Как было не обрадоваться столь неожиданной встрече. Оказалось, боец ранен несколькими сутками позднее меня. Сколько же было у меня к нему вопросов! И первый, конечно, о поселке Великая Губа:
— Взяли его?
Боец поморщился, помотал угрюмо головой:
— Нет, товарищ политрук, взять поселок так и не удалось. Много жизней положили, а Великая Губа по-прежнему в руках финнов
У меня сжалось сердце в комок. Мы постояли, повспоминали имена товарищей, навек оставшихся там, на подступах к поселку. Их было много. Первыми погибли Савченко, Митя Семенов, потом Горячев, комбат Кузнецов, комиссар Ажимков. Погиб, кстати сказать, и тот горячий майор, который считал, что взять поселок — пара пустяков. Я не успел его как следует узнать, даже фамилию не запомнил. Но решительность майора мне нравилась. «Уж кто-кто, — думал я, — а он финнов проучит! Поселок Великая Губа будет наш». Но не настала тогда пора: слишком слабы были у нас силенки. Да и тактика... Кто ж идет на автоматы и пулеметы в полный рост, без предварительной артподготовки! Шли только потому, что сверху, из Москвы, от верховного, строго требовали: Давай! Действуй! Гони финнов, бей их!
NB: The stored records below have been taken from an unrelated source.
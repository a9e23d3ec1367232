//! Size-rotated append-only file.
//!
//! When the live file grows past the limit it becomes `<file>.1`, older
//! backups shift up by one and the oldest beyond the retention count is
//! removed.

use std::fs::{self, File, OpenOptions};
use std::io::{self, Write};
use std::path::{Path, PathBuf};
use std::sync::Mutex;

/// Rotation threshold, 10 MiB.
pub const DEFAULT_MAX_BYTES: u64 = 10 * 1024 * 1024;

/// Backups kept next to the live file.
pub const DEFAULT_BACKUPS: usize = 3;

/// Line writer shared between the plugin and worker exporters.
pub struct RotatingFile {
    path: PathBuf,
    max_bytes: u64,
    backups: usize,
    handle: Mutex<Option<File>>,
}

impl RotatingFile {
    pub const fn new(path: PathBuf) -> Self {
        Self::with_limits(path, DEFAULT_MAX_BYTES, DEFAULT_BACKUPS)
    }

    pub const fn with_limits(path: PathBuf, max_bytes: u64, backups: usize) -> Self {
        Self {
            path,
            max_bytes,
            backups,
            handle: Mutex::new(None),
        }
    }

    /// Appends `line` plus a newline, rotating first if the file is full.
    ///
    /// # Errors
    ///
    /// Returns an I/O error if rotation, open or write fails, or if the lock
    /// was poisoned.
    pub fn append_line(&self, line: &str) -> io::Result<()> {
        let mut handle = self
            .handle
            .lock()
            .map_err(|e| io::Error::other(format!("writer lock poisoned: {e}")))?;

        if self.is_full() {
            *handle = None;
            self.rotate()?;
        }

        if handle.is_none() {
            *handle = Some(OpenOptions::new().create(true).append(true).open(&self.path)?);
        }
        let Some(file) = handle.as_mut() else {
            return Err(io::Error::other("trace file unavailable"));
        };

        writeln!(file, "{line}")?;
        file.flush()
    }

    fn is_full(&self) -> bool {
        fs::metadata(&self.path).is_ok_and(|m| m.len() > self.max_bytes)
    }

    fn backup_path(&self, index: usize) -> PathBuf {
        let mut name = self.path.as_os_str().to_owned();
        name.push(format!(".{index}"));
        PathBuf::from(name)
    }

    fn rotate(&self) -> io::Result<()> {
        if self.backups == 0 {
            return remove_if_exists(&self.path);
        }

        remove_if_exists(&self.backup_path(self.backups))?;
        for index in (1..self.backups).rev() {
            let from = self.backup_path(index);
            if from.exists() {
                fs::rename(&from, self.backup_path(index + 1))?;
            }
        }

        if self.path.exists() {
            fs::rename(&self.path, self.backup_path(1))?;
        }
        Ok(())
    }
}

fn remove_if_exists(path: &Path) -> io::Result<()> {
    match fs::remove_file(path) {
        Err(e) if e.kind() != io::ErrorKind::NotFound => Err(e),
        _ => Ok(()),
    }
}

impl std::fmt::Debug for RotatingFile {
    fn fmt(&self, f: &mut std::fmt::Formatter<'_>) -> std::fmt::Result {
        f.debug_struct("RotatingFile")
            .field("path", &self.path)
            .field("max_bytes", &self.max_bytes)
            .field("backups", &self.backups)
            .finish_non_exhaustive()
    }
}

#[cfg(test)]
mod tests {
    use super::*;
    use tempfile::TempDir;

    #[test]
    fn test_appends_lines() {
        let dir = TempDir::new().unwrap();
        let path = dir.path().join("trace.json");
        let file = RotatingFile::new(path.clone());

        file.append_line("a").unwrap();
        file.append_line("b").unwrap();

        assert_eq!(fs::read_to_string(path).unwrap(), "a\nb\n");
    }

    #[test]
    fn test_rotation_keeps_bounded_backups() {
        let dir = TempDir::new().unwrap();
        let path = dir.path().join("trace.json");
        let file = RotatingFile::with_limits(path.clone(), 4, 2);

        for line in ["first", "second", "third", "fourth"] {
            file.append_line(line).unwrap();
        }

        assert_eq!(fs::read_to_string(&path).unwrap(), "fourth\n");
        assert_eq!(fs::read_to_string(file.backup_path(1)).unwrap(), "third\n");
        assert_eq!(fs::read_to_string(file.backup_path(2)).unwrap(), "second\n");
        assert!(!file.backup_path(3).exists());
    }
}
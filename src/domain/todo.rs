//! Task domain model.
//!
//! This module defines [`TodoItem`], the record every screen renders, and the
//! [`TodoId`] newtype used by routes, worker messages and storage lookups.

use serde::{Deserialize, Serialize};
use std::fmt;

/// Number of seconds in one minute.
const SECONDS_PER_MINUTE: i64 = 60;

/// Number of seconds in one hour.
const SECONDS_PER_HOUR: i64 = 3600;

/// Number of seconds in one day.
const SECONDS_PER_DAY: i64 = 86400;

/// Stable identifier of a task.
///
/// Assigned by the store from a monotonic counter and never reused, even after
/// the task is deleted.
#[derive(Debug, Clone, Copy, PartialEq, Eq, PartialOrd, Ord, Hash, Serialize, Deserialize)]
#[serde(transparent)]
pub struct TodoId(pub u64);

impl fmt::Display for TodoId {
    fn fmt(&self, f: &mut fmt::Formatter<'_>) -> fmt::Result {
        write!(f, "{}", self.0)
    }
}

impl std::str::FromStr for TodoId {
    type Err = std::num::ParseIntError;

    fn from_str(s: &str) -> std::result::Result<Self, Self::Err> {
        s.parse::<u64>().map(Self)
    }
}

/// A single task on the to-do list.
///
/// # Fields
///
/// - `id`: Store-assigned identifier, unique for the lifetime of the store
/// - `title`: Required, non-blank title
/// - `description`: Optional free-form detail text
/// - `completed`: Completion flag toggled from the list or detail screen
/// - `created_at`: Unix timestamp of creation
/// - `updated_at`: Unix timestamp of the last edit or toggle, if any
#[derive(Debug, Clone, PartialEq, Eq, Serialize, Deserialize)]
pub struct TodoItem {
    pub id: TodoId,
    pub title: String,
    #[serde(default)]
    pub description: Option<String>,
    pub completed: bool,
    pub created_at: i64,
    #[serde(default)]
    pub updated_at: Option<i64>,
}

impl TodoItem {
    /// Creates an open task stamped with the current time.
    ///
    /// # Examples
    ///
    /// ```
    /// use zodo::domain::{TodoId, TodoItem};
    ///
    /// let item = TodoItem::new(TodoId(1), "Buy milk", None);
    /// assert!(!item.completed);
    /// assert_eq!(item.time_ago(), "just now");
    /// ```
    #[must_use]
    pub fn new(id: TodoId, title: impl Into<String>, description: Option<String>) -> Self {
        Self {
            id,
            title: title.into(),
            description,
            completed: false,
            created_at: chrono::Utc::now().timestamp(),
            updated_at: None,
        }
    }

    /// Returns a copy with the completion flag flipped and `updated_at` set.
    #[must_use]
    pub fn toggled(&self) -> Self {
        Self {
            completed: !self.completed,
            updated_at: Some(chrono::Utc::now().timestamp()),
            ..self.clone()
        }
    }

    /// Returns the description, treating a blank one as absent.
    #[must_use]
    pub fn description_text(&self) -> Option<&str> {
        self.description
            .as_deref()
            .map(str::trim)
            .filter(|d| !d.is_empty())
    }

    /// Returns a human-readable string describing how long ago the task was created.
    ///
    /// - Less than 1 minute: "just now"
    /// - Less than 1 hour: "Xm ago"
    /// - Less than 1 day: "Xh ago"
    /// - Otherwise: "Xd ago"
    #[must_use]
    pub fn time_ago(&self) -> String {
        Self::format_age(chrono::Utc::now().timestamp() - self.created_at)
    }

    fn format_age(diff: i64) -> String {
        if diff < SECONDS_PER_MINUTE {
            "just now".to_string()
        } else if diff < SECONDS_PER_HOUR {
            format!("{}m ago", diff / SECONDS_PER_MINUTE)
        } else if diff < SECONDS_PER_DAY {
            format!("{}h ago", diff / SECONDS_PER_HOUR)
        } else {
            format!("{}d ago", diff / SECONDS_PER_DAY)
        }
    }
}

#[cfg(test)]
mod tests {
    use super::*;

    #[test]
    fn test_todo_id_parses_and_displays() {
        let id: TodoId = "42".parse().unwrap();
        assert_eq!(id, TodoId(42));
        assert_eq!(id.to_string(), "42");
        assert!("abc".parse::<TodoId>().is_err());
    }

    #[test]
    fn test_toggled_flips_completion_and_keeps_identity() {
        let item = TodoItem::new(TodoId(3), "Write report", Some("due friday".into()));
        let done = item.toggled();

        assert!(done.completed);
        assert_eq!(done.id, item.id);
        assert_eq!(done.title, item.title);
        assert!(done.updated_at.is_some());
        assert!(!done.toggled().completed);
    }

    #[test]
    fn test_description_text_ignores_blank() {
        let mut item = TodoItem::new(TodoId(1), "a", Some("   ".into()));
        assert_eq!(item.description_text(), None);

        item.description = Some("  details ".into());
        assert_eq!(item.description_text(), Some("details"));
    }

    #[test]
    fn test_format_age_buckets() {
        assert_eq!(TodoItem::format_age(5), "just now");
        assert_eq!(TodoItem::format_age(300), "5m ago");
        assert_eq!(TodoItem::format_age(3 * 3600), "3h ago");
        assert_eq!(TodoItem::format_age(2 * 86400 + 10), "2d ago");
    }
}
Часто мы с тем бойцом вспоминали недавнее прошлое, благодарили судьбу за то, что в такой мясорубке она сохранила нам жизнь. Таких, как мы, в батальоне было не так уж много. Большинство осталось лежать там, на снегу, и, вероятно, до сих пор никто их не предал земле.
* * *
После госпиталя в свой батальон я уже не вернулся. Сразу после излечения меня как политработника направили в город Горький, в резерв Главного политуправления. Пробыл я там недолго: снова попал на фронт.